--- Records shown ---
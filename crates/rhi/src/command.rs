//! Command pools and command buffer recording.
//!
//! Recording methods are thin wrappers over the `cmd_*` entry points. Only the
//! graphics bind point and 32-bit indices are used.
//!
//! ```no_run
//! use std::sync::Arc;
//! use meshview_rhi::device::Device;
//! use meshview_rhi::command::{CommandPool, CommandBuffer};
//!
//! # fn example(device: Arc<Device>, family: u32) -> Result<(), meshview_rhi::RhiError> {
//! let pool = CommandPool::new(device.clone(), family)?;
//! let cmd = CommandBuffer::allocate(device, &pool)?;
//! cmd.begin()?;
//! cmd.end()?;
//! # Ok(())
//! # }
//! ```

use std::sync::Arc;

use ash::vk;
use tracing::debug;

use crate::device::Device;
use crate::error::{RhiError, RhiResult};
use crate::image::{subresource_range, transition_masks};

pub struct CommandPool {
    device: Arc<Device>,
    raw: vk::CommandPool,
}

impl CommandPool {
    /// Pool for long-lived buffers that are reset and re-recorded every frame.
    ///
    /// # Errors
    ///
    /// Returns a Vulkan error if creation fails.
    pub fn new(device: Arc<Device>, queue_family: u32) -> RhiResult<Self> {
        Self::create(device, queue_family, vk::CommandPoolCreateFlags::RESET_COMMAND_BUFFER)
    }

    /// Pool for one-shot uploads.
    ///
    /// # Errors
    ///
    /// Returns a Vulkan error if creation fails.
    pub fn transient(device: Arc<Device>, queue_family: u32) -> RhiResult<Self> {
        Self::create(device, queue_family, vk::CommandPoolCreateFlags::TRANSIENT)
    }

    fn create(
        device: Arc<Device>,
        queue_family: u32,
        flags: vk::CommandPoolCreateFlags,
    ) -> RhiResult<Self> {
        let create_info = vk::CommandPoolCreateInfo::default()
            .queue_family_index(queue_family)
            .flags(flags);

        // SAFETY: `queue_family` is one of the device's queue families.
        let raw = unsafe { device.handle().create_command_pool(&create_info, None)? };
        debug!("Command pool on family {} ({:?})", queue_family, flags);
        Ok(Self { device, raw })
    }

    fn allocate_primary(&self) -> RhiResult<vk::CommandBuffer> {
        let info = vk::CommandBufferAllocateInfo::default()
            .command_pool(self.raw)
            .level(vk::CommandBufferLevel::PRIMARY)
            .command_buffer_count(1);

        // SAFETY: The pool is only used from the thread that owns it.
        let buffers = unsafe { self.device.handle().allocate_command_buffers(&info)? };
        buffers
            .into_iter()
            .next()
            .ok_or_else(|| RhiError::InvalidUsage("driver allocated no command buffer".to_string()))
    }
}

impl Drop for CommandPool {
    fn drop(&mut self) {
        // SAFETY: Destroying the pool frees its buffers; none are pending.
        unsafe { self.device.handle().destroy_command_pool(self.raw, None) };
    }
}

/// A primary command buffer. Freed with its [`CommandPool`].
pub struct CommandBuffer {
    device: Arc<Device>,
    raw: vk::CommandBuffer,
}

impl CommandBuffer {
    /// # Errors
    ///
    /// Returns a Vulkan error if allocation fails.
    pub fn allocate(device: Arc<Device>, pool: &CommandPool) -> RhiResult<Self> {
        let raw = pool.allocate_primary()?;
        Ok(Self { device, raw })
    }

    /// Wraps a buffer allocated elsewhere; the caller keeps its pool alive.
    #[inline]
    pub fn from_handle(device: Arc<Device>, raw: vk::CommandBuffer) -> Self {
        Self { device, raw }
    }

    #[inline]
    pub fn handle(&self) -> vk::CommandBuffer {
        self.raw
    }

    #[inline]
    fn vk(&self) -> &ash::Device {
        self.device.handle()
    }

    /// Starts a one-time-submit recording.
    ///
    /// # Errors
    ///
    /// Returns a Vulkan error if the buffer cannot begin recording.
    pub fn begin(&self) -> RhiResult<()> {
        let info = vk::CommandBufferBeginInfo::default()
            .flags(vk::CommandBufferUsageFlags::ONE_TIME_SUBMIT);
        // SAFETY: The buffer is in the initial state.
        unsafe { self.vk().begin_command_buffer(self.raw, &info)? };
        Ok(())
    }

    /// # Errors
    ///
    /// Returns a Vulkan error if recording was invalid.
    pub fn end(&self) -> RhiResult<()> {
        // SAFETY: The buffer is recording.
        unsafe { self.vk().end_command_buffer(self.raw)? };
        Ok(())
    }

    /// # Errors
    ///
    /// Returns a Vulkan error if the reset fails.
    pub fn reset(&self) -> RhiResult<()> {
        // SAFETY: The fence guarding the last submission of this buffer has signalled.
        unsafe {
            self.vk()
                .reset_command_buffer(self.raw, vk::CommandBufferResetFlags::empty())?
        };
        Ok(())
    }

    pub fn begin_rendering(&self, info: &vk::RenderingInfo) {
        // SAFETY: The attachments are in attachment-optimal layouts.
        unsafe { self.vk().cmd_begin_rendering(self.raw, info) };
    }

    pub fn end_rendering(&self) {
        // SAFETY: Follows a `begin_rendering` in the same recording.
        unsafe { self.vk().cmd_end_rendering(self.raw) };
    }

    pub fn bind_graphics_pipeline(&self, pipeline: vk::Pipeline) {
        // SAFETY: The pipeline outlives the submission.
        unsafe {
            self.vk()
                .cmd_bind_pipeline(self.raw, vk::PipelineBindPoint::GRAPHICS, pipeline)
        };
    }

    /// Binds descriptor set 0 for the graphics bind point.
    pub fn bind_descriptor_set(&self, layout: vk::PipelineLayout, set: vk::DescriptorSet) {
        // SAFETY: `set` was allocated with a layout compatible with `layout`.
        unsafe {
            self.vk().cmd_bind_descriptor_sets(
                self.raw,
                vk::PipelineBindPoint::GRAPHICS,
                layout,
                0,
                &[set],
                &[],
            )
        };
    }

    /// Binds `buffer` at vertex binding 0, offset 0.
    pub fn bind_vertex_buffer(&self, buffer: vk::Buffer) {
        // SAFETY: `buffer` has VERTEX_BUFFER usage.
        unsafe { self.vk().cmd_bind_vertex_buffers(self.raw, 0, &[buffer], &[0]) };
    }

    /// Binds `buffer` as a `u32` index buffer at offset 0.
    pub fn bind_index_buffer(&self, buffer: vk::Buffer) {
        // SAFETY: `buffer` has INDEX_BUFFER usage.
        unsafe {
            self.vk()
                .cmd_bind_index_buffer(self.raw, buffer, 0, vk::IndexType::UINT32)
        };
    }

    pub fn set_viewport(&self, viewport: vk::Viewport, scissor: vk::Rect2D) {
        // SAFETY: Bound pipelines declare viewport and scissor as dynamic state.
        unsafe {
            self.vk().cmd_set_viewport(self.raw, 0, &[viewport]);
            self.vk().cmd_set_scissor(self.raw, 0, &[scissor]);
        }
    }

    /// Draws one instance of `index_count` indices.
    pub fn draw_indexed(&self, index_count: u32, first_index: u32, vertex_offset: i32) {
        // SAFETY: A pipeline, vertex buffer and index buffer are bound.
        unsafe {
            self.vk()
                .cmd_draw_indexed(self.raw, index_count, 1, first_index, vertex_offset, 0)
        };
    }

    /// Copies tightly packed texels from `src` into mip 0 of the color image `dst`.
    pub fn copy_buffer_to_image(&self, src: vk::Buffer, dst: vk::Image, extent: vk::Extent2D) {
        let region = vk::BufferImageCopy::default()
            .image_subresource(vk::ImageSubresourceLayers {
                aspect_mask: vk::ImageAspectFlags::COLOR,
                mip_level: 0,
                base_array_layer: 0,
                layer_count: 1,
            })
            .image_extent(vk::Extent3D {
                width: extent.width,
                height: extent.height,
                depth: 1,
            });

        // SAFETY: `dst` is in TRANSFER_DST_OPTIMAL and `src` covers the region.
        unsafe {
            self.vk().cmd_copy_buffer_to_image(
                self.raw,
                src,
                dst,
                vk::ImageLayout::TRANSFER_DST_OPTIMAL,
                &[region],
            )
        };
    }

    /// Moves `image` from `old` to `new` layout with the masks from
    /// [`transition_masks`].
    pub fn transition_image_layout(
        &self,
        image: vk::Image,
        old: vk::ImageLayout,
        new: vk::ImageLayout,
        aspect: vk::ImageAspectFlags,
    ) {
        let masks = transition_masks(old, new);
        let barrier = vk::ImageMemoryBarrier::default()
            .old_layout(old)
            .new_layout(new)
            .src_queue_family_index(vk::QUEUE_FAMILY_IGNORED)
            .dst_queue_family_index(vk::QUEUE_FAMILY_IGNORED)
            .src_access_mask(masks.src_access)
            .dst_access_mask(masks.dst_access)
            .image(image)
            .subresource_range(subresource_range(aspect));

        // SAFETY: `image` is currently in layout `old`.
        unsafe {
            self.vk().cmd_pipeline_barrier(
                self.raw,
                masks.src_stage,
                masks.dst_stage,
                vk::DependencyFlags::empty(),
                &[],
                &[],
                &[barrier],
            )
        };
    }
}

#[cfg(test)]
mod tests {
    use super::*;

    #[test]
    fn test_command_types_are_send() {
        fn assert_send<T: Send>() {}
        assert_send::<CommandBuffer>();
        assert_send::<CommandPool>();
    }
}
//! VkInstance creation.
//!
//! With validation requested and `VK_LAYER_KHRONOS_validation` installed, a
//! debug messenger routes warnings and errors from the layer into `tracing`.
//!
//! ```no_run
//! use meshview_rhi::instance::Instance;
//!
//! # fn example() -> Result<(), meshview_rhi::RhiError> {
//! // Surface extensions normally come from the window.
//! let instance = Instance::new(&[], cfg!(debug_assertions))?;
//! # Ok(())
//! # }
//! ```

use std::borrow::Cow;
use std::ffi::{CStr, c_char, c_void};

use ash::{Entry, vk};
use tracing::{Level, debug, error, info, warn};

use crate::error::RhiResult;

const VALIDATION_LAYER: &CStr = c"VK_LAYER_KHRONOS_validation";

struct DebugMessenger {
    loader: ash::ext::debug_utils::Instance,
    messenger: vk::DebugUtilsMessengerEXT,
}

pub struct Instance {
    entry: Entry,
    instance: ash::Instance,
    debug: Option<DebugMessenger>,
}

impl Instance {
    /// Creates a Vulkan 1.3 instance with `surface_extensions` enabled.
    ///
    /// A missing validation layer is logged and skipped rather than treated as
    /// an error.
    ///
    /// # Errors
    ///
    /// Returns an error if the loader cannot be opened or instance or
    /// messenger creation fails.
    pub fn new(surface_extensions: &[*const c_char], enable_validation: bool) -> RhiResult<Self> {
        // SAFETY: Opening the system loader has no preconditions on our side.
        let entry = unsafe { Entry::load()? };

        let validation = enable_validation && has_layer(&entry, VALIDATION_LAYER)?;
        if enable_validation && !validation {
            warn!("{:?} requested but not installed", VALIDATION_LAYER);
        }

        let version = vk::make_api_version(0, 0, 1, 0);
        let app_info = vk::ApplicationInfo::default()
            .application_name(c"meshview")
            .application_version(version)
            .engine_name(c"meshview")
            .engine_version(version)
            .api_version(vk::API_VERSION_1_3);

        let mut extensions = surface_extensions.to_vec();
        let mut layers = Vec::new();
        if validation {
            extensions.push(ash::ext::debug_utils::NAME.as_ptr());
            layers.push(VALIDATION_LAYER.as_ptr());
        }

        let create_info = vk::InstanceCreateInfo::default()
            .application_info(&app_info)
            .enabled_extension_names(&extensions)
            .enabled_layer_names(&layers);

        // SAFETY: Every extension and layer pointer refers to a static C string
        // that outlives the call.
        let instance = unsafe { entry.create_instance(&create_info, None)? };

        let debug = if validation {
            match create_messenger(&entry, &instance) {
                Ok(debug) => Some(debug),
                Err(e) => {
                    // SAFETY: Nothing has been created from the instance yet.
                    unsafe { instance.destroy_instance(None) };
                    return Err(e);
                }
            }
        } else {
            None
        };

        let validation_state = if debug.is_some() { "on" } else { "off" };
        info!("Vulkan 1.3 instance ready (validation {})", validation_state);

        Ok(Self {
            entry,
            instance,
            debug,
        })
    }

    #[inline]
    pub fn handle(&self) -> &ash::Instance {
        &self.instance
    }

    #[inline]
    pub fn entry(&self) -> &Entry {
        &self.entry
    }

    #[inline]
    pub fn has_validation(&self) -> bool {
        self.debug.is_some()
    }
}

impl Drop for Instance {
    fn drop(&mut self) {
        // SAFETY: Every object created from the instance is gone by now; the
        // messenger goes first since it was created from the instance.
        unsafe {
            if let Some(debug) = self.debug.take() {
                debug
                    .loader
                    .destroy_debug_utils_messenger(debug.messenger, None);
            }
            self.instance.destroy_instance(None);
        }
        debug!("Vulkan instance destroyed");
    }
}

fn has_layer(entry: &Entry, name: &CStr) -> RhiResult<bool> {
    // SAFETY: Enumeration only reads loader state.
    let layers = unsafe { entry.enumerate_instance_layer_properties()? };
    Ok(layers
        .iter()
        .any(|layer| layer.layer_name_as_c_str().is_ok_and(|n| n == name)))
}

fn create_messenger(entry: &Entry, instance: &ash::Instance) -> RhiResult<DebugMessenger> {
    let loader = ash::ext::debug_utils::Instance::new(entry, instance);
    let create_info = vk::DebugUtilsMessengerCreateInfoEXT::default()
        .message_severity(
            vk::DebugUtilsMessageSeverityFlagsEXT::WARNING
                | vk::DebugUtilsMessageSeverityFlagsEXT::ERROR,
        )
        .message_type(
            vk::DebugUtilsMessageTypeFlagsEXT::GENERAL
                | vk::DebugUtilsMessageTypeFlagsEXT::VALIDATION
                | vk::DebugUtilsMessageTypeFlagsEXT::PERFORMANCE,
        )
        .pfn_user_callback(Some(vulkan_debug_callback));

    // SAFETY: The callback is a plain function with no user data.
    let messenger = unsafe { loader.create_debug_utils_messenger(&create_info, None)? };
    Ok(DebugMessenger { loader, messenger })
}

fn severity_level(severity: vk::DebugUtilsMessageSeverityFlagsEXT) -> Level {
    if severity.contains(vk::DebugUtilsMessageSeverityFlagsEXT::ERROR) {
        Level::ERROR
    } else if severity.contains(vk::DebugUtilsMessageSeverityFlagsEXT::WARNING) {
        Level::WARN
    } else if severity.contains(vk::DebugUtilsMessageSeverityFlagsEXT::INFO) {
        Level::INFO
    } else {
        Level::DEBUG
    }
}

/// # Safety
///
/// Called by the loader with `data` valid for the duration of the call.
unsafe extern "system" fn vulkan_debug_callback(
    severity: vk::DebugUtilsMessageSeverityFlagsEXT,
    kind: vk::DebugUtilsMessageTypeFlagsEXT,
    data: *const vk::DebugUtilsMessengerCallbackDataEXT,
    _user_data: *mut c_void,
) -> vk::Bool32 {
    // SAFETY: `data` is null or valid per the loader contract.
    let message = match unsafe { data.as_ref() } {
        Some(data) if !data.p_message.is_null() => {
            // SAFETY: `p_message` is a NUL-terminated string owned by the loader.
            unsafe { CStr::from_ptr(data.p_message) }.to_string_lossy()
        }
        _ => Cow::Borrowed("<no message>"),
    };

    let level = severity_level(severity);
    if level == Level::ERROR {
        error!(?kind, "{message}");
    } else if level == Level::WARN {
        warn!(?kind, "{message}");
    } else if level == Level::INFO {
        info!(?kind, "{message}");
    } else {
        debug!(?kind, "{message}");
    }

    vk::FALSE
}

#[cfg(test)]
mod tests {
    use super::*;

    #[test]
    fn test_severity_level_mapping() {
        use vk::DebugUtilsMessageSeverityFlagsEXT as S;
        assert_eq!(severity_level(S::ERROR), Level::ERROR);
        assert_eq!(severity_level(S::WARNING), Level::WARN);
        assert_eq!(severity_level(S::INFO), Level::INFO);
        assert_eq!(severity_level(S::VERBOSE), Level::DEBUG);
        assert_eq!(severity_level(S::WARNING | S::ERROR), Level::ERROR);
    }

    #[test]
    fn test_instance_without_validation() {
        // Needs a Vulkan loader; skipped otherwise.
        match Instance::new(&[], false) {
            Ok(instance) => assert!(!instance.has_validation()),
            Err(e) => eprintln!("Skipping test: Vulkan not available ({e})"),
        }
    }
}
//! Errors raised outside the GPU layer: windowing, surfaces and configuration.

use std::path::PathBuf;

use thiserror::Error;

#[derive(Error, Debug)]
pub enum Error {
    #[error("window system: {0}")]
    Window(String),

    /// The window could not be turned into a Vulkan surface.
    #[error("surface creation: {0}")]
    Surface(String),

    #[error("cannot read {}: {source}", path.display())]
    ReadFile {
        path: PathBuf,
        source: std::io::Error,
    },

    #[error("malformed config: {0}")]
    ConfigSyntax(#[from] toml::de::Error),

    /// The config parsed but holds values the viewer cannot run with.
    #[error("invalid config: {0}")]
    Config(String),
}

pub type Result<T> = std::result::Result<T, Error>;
---
_Work order_
Within the material above, the line with "debug messenger routes" opens the range and the line with "let version = vk::make_api_version(0, 0, 1, 0);" closes it; reproduce that range word for word.

_Written response_
//! debug messenger routes warnings and errors from the layer into `tracing`.
//!
//! ```no_run
//! use meshview_rhi::instance::Instance;
//!
//! # fn example() -> Result<(), meshview_rhi::RhiError> {
//! // Surface extensions normally come from the window.
//! let instance = Instance::new(&[], cfg!(debug_assertions))?;
//! # Ok(())
//! # }
//! ```

use std::borrow::Cow;
use std::ffi::{CStr, c_char, c_void};

use ash::{Entry, vk};
use tracing::{Level, debug, error, info, warn};

use crate::error::RhiResult;

const VALIDATION_LAYER: &CStr = c"VK_LAYER_KHRONOS_validation";

struct DebugMessenger {
    loader: ash::ext::debug_utils::Instance,
    messenger: vk::DebugUtilsMessengerEXT,
}

pub struct Instance {
    entry: Entry,
    instance: ash::Instance,
    debug: Option<DebugMessenger>,
}

impl Instance {
    /// Creates a Vulkan 1.3 instance with `surface_extensions` enabled.
    ///
    /// A missing validation layer is logged and skipped rather than treated as
    /// an error.
    ///
    /// # Errors
    ///
    /// Returns an error if the loader cannot be opened or instance or
    /// messenger creation fails.
    pub fn new(surface_extensions: &[*const c_char], enable_validation: bool) -> RhiResult<Self> {
        // SAFETY: Opening the system loader has no preconditions on our side.
        let entry = unsafe { Entry::load()? };

        let validation = enable_validation && has_layer(&entry, VALIDATION_LAYER)?;
        if enable_validation && !validation {
            warn!("{:?} requested but not installed", VALIDATION_LAYER);
        }

        let version = vk::make_api_version(0, 0, 1, 0);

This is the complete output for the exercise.